Home > Uncategorized > Patterns of regular expression usage: duplicate regexs

Patterns of regular expression usage: duplicate regexs

Regular expressions are widely used, but until recently they were rarely studied empirically (i.e., just theory research).

This week I discovered two groups studying regular expression usage in source code. The VTSBULeeLab has various papers analysing 500K distinct regular expressions, from programs written in eight languages and StackOverflow; Carl Chapman and Peipei Wang have been looking at testing of regular expressions, and also ran an interesting experiment (I will write about this when I have decoded the data).

Regular expressions are interesting, in that their use is likely to be purely driven by an application requirement; the use of an integer literals may be driven by internal housekeeping requirements. The number of times the same regular expression appears in source code provides an insight (I claim) into the number of times different programs are having to solve the same application problem.

The data made available by the VTSBULeeLab group provides lots of information about each distinct regular expression, but not a count of occurrences in source.

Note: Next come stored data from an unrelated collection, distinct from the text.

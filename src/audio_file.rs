use crate::buffer::AudioBuffer;
use crate::chunk::{self, ChunkDescriptor, ChunkTag};
use crate::conversion::{self, Sample};
use crate::error::{Error, ErrorKind, ReadError};
use crate::fmt::{self as wav_fmt, Fmt};
use crate::source::{self, SliceSource};
use core::fmt;
use embedded_io::{Read, Seek};
use log::{debug, warn};

const DEFAULT_SAMPLE_RATE: u32 = 44_100;
const DEFAULT_BIT_DEPTH: u16 = 16;

/// Where an [`AudioFile`] is in its load cycle
#[derive(Debug, PartialEq, Eq, Clone, Copy)]
pub enum LoadState {
    /// Nothing loaded yet, or cleared
    Unloaded,
    /// Searching for the `fmt ` and `data` chunks
    Scanning,
    /// Checking the `fmt ` chunk
    Validating,
    /// Converting sample data
    Decoding,
    /// Buffers hold the decoded file
    Loaded,
    /// The last load failed, buffers are empty
    Failed(ErrorKind),
}

/// Where the interleaved samples live inside the source
#[derive(Debug, Clone, Copy)]
struct DataLayout {
    start: u64,
    samples_per_channel: usize,
    num_channels: usize,
    bytes_per_block: u64,
    bytes_per_sample: u64,
}

impl DataLayout {
    fn new(fmt: &Fmt, data: &ChunkDescriptor, data_size: u32) -> Self {
        let num_channels = fmt.num_channels as usize;
        let bytes_per_sample = fmt.bytes_per_sample() as u64;
        let bytes_per_block = fmt.bytes_per_block as u64;

        Self {
            start: data.body_offset(),
            samples_per_channel: (data_size as u64 / bytes_per_block) as usize,
            num_channels,
            bytes_per_block,
            bytes_per_sample,
        }
    }

    fn end(&self) -> u64 {
        self.start + self.samples_per_channel as u64 * self.bytes_per_block
    }

    fn sample_offset(&self, sample_index: usize, channel: usize) -> u64 {
        self.start
            + sample_index as u64 * self.bytes_per_block
            + channel as u64 * self.bytes_per_sample
    }

    /// Offsets in file order, outer loop over samples, inner over channels
    fn offsets(&self) -> impl Iterator<Item = (usize, u64)> + '_ {
        (0..self.samples_per_channel).flat_map(move |sample_index| {
            (0..self.num_channels)
                .map(move |channel| (channel, self.sample_offset(sample_index, channel)))
        })
    }

    fn check_fits(&self, source_len: u64) -> Result<(), Error> {
        if self.end() > source_len {
            return Err(Error::TruncatedData);
        }
        Ok(())
    }
}

/// A decoded PCM WAV file.
///
/// `T` picks the floating point precision of the samples. Every call to
/// [`load`](AudioFile::load) replaces the previous contents completely: on
/// success all channels hold the new file, on failure they are empty.
///
/// ```
/// use pcm_wav::{AudioFile, LoadState};
///
/// let bytes: [u8; 48] = [
///     0x52, 0x49, 0x46, 0x46, // RIFF
///     0x28, 0x00, 0x00, 0x00, // chunk size
///     0x57, 0x41, 0x56, 0x45, // WAVE
///     0x66, 0x6d, 0x74, 0x20, // fmt_
///     0x10, 0x00, 0x00, 0x00, // chunk size
///     0x01, 0x00, // audio format
///     0x01, 0x00, // num channels
///     0x40, 0x1f, 0x00, 0x00, // sample rate
///     0x80, 0x3e, 0x00, 0x00, // byte rate
///     0x02, 0x00, // block align
///     0x10, 0x00, // bits per sample
///     0x64, 0x61, 0x74, 0x61, // data
///     0x04, 0x00, 0x00, 0x00, // chunk size
///     0x00, 0x00, 0x00, 0x40, // samples
/// ];
///
/// let mut audio = AudioFile::<f32>::new();
/// audio.load_bytes(&bytes).unwrap();
///
/// assert_eq!(audio.state(), LoadState::Loaded);
/// assert_eq!(audio.sample_rate(), 8_000);
/// assert_eq!(audio.channel(0), Some(&[0.0, 0.5][..]));
/// assert_eq!(audio.length_in_seconds(), 0.00025);
/// ```
#[derive(Debug, Clone)]
pub struct AudioFile<T = f32> {
    sample_rate: u32,
    bit_depth: u16,
    samples: AudioBuffer<T>,
    state: LoadState,
}

impl<T: Sample> AudioFile<T> {
    /// An unloaded file with no channels
    pub fn new() -> Self {
        Self {
            sample_rate: DEFAULT_SAMPLE_RATE,
            bit_depth: DEFAULT_BIT_DEPTH,
            samples: AudioBuffer::new(),
            state: LoadState::Unloaded,
        }
    }

    /// Decode a PCM WAV file from a seekable byte source.
    ///
    /// Previously loaded samples are discarded before anything is read.
    /// Any failure leaves the file empty in [`LoadState::Failed`].
    pub fn load<R>(&mut self, source: &mut R) -> Result<(), ReadError<R::Error>>
    where
        R: Read + Seek,
    {
        self.clear();
        let result = self.decode(source);
        self.finish(result)
    }

    /// Decode a PCM WAV file held in memory
    pub fn load_bytes(&mut self, bytes: &[u8]) -> Result<(), Error> {
        let mut source = SliceSource::new(bytes);
        Ok(self.load(&mut source)?)
    }

    /// Open and decode a PCM WAV file from disk
    #[cfg(feature = "std")]
    pub fn load_file(
        &mut self,
        path: impl AsRef<std::path::Path>,
    ) -> Result<(), ReadError<source::FileError>> {
        match std::fs::File::open(path) {
            Ok(file) => self.load(&mut source::File(file)),
            Err(e) => {
                self.clear();
                self.finish(Err(ReadError::SourceUnavailable(source::FileError(e))))
            }
        }
    }

    /// Async version of [`load`](AudioFile::load) for `embedded-io-async` sources
    pub async fn load_async<R>(&mut self, source: &mut R) -> Result<(), ReadError<R::Error>>
    where
        R: embedded_io_async::Read + embedded_io_async::Seek,
    {
        self.clear();
        let result = self.decode_async(source).await;
        self.finish(result)
    }

    fn decode<R>(&mut self, source: &mut R) -> Result<(), ReadError<R::Error>>
    where
        R: Read + Seek,
    {
        self.state = LoadState::Scanning;
        let data = chunk::find_chunk(source, ChunkTag::Data)?
            .ok_or(Error::MissingChunk(ChunkTag::Data))?;
        let fmt_chunk = chunk::find_chunk(source, ChunkTag::Fmt)?
            .ok_or(Error::MissingChunk(ChunkTag::Fmt))?;
        debug!(
            "found `data` at {} and `fmt ` at {}",
            data.offset, fmt_chunk.offset
        );

        self.state = LoadState::Validating;
        let fmt = Fmt::read_from(source, fmt_chunk.body_offset())?;
        let data_size = source::read_u32_le(source, data.size_offset())?;
        let layout = DataLayout::new(&fmt, &data, data_size);
        layout.check_fits(source::source_len(source)?)?;

        self.state = LoadState::Decoding;
        debug!(
            "decoding {} samples per channel, {} channels, {} bit",
            layout.samples_per_channel,
            layout.num_channels,
            fmt.bit_depth.bits()
        );
        let mut samples =
            AudioBuffer::with_capacity(layout.num_channels, layout.samples_per_channel);
        for (channel, offset) in layout.offsets() {
            let sample = conversion::decode_sample(source, offset, fmt.bit_depth)?;
            samples.push(channel, sample);
        }

        self.commit(&fmt, samples);
        Ok(())
    }

    async fn decode_async<R>(&mut self, source: &mut R) -> Result<(), ReadError<R::Error>>
    where
        R: embedded_io_async::Read + embedded_io_async::Seek,
    {
        self.state = LoadState::Scanning;
        let data = chunk::asynch::find_chunk(source, ChunkTag::Data)
            .await?
            .ok_or(Error::MissingChunk(ChunkTag::Data))?;
        let fmt_chunk = chunk::asynch::find_chunk(source, ChunkTag::Fmt)
            .await?
            .ok_or(Error::MissingChunk(ChunkTag::Fmt))?;
        debug!(
            "found `data` at {} and `fmt ` at {}",
            data.offset, fmt_chunk.offset
        );

        self.state = LoadState::Validating;
        let fmt = wav_fmt::asynch::read_fmt(source, fmt_chunk.body_offset()).await?;
        let data_size = source::asynch::read_u32_le(source, data.size_offset()).await?;
        let layout = DataLayout::new(&fmt, &data, data_size);
        layout.check_fits(source::asynch::source_len(source).await?)?;

        self.state = LoadState::Decoding;
        let mut samples =
            AudioBuffer::with_capacity(layout.num_channels, layout.samples_per_channel);
        for (channel, offset) in layout.offsets() {
            let sample = conversion::asynch::decode_sample(source, offset, fmt.bit_depth).await?;
            samples.push(channel, sample);
        }

        self.commit(&fmt, samples);
        Ok(())
    }

    fn commit(&mut self, fmt: &Fmt, samples: AudioBuffer<T>) {
        self.sample_rate = fmt.sample_rate;
        self.bit_depth = fmt.bit_depth.bits();
        self.samples = samples;
    }

    fn finish<E>(&mut self, result: Result<(), ReadError<E>>) -> Result<(), ReadError<E>> {
        match &result {
            Ok(()) => {
                self.state = LoadState::Loaded;
                debug!("loaded {}", self.summary());
            }
            Err(e) => {
                warn!("failed to load wav data: {:?}", e.kind());
                self.clear();
                self.state = LoadState::Failed(e.kind());
            }
        }
        result
    }

    /// Discard all samples and return to [`LoadState::Unloaded`]
    pub fn clear(&mut self) {
        self.sample_rate = DEFAULT_SAMPLE_RATE;
        self.bit_depth = DEFAULT_BIT_DEPTH;
        self.samples.clear();
        self.state = LoadState::Unloaded;
    }

    /// Current load state
    pub fn state(&self) -> LoadState {
        self.state
    }

    /// Sample rate in Hz
    pub fn sample_rate(&self) -> u32 {
        self.sample_rate
    }

    /// Bits per sample of the source file
    pub fn bit_depth(&self) -> u16 {
        self.bit_depth
    }

    /// Number of decoded channels
    pub fn num_channels(&self) -> usize {
        self.samples.num_channels()
    }

    /// Number of samples in each channel
    pub fn num_samples_per_channel(&self) -> usize {
        self.samples.num_samples_per_channel()
    }

    /// Duration in seconds
    pub fn length_in_seconds(&self) -> f64 {
        self.num_samples_per_channel() as f64 / self.sample_rate as f64
    }

    /// All decoded channels
    pub fn samples(&self) -> &AudioBuffer<T> {
        &self.samples
    }

    /// Samples of a single channel
    pub fn channel(&self, channel: usize) -> Option<&[T]> {
        self.samples.channel(channel)
    }

    /// Snapshot of the metadata for diagnostics
    pub fn summary(&self) -> Summary {
        Summary {
            num_channels: self.num_channels(),
            num_samples_per_channel: self.num_samples_per_channel(),
            sample_rate: self.sample_rate,
            bit_depth: self.bit_depth,
            length_in_seconds: self.length_in_seconds(),
        }
    }

    /// Write a human readable summary to `sink`
    pub fn print_summary<W: fmt::Write>(&self, sink: &mut W) -> fmt::Result {
        write!(sink, "{}", self.summary())
    }
}

impl<T: Sample> Default for AudioFile<T> {
    fn default() -> Self {
        Self::new()
    }
}

/// Metadata of a loaded file, displayed as a framed block of text
#[derive(Debug, PartialEq, Clone, Copy)]
pub struct Summary {
    /// Number of channels
    pub num_channels: usize,
    /// Samples in each channel
    pub num_samples_per_channel: usize,
    /// Sample rate in Hz
    pub sample_rate: u32,
    /// Bits per sample
    pub bit_depth: u16,
    /// Duration in seconds
    pub length_in_seconds: f64,
}

impl fmt::Display for Summary {
    fn fmt(&self, f: &mut fmt::Formatter<'_>) -> fmt::Result {
        writeln!(f, "|======================================|")?;
        writeln!(f, "Num Channels: {}", self.num_channels)?;
        writeln!(f, "Num Samples Per Channel: {}", self.num_samples_per_channel)?;
        writeln!(f, "Sample Rate: {}", self.sample_rate)?;
        writeln!(f, "Bit Depth: {}", self.bit_depth)?;
        writeln!(f, "Length in Seconds: {}", self.length_in_seconds)?;
        writeln!(f, "|======================================|")
    }
}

My email request for count data received a reply from James Davis within the hour 🙂

The plot below (code+data; crates.io has not been included because the number of regexs extracted is much smaller than the other repos) shows the number of unique patterns (y-axis) against the number of identical occurrences of each unique pattern (x-axis), e.g., far left shows number of distinct patterns that occurred once, then the number of distinct patterns that each occur twice, etc; colors show the repositories (language) from which the source was obtained (to extract the regexs), and lines are fitted regression models of the form: NumPatterns = a*MultOccur^b, where: a is driven by the total amount of source processed and the frequency of occurrence of regexs in source, and b is the rate at which duplicates occur.

Number of distinct patterns occurring a given number of times in the source stored in various repositories

So most patterns occur once, and a few patterns occur lots of times (there is a long tail off to the unplotted right).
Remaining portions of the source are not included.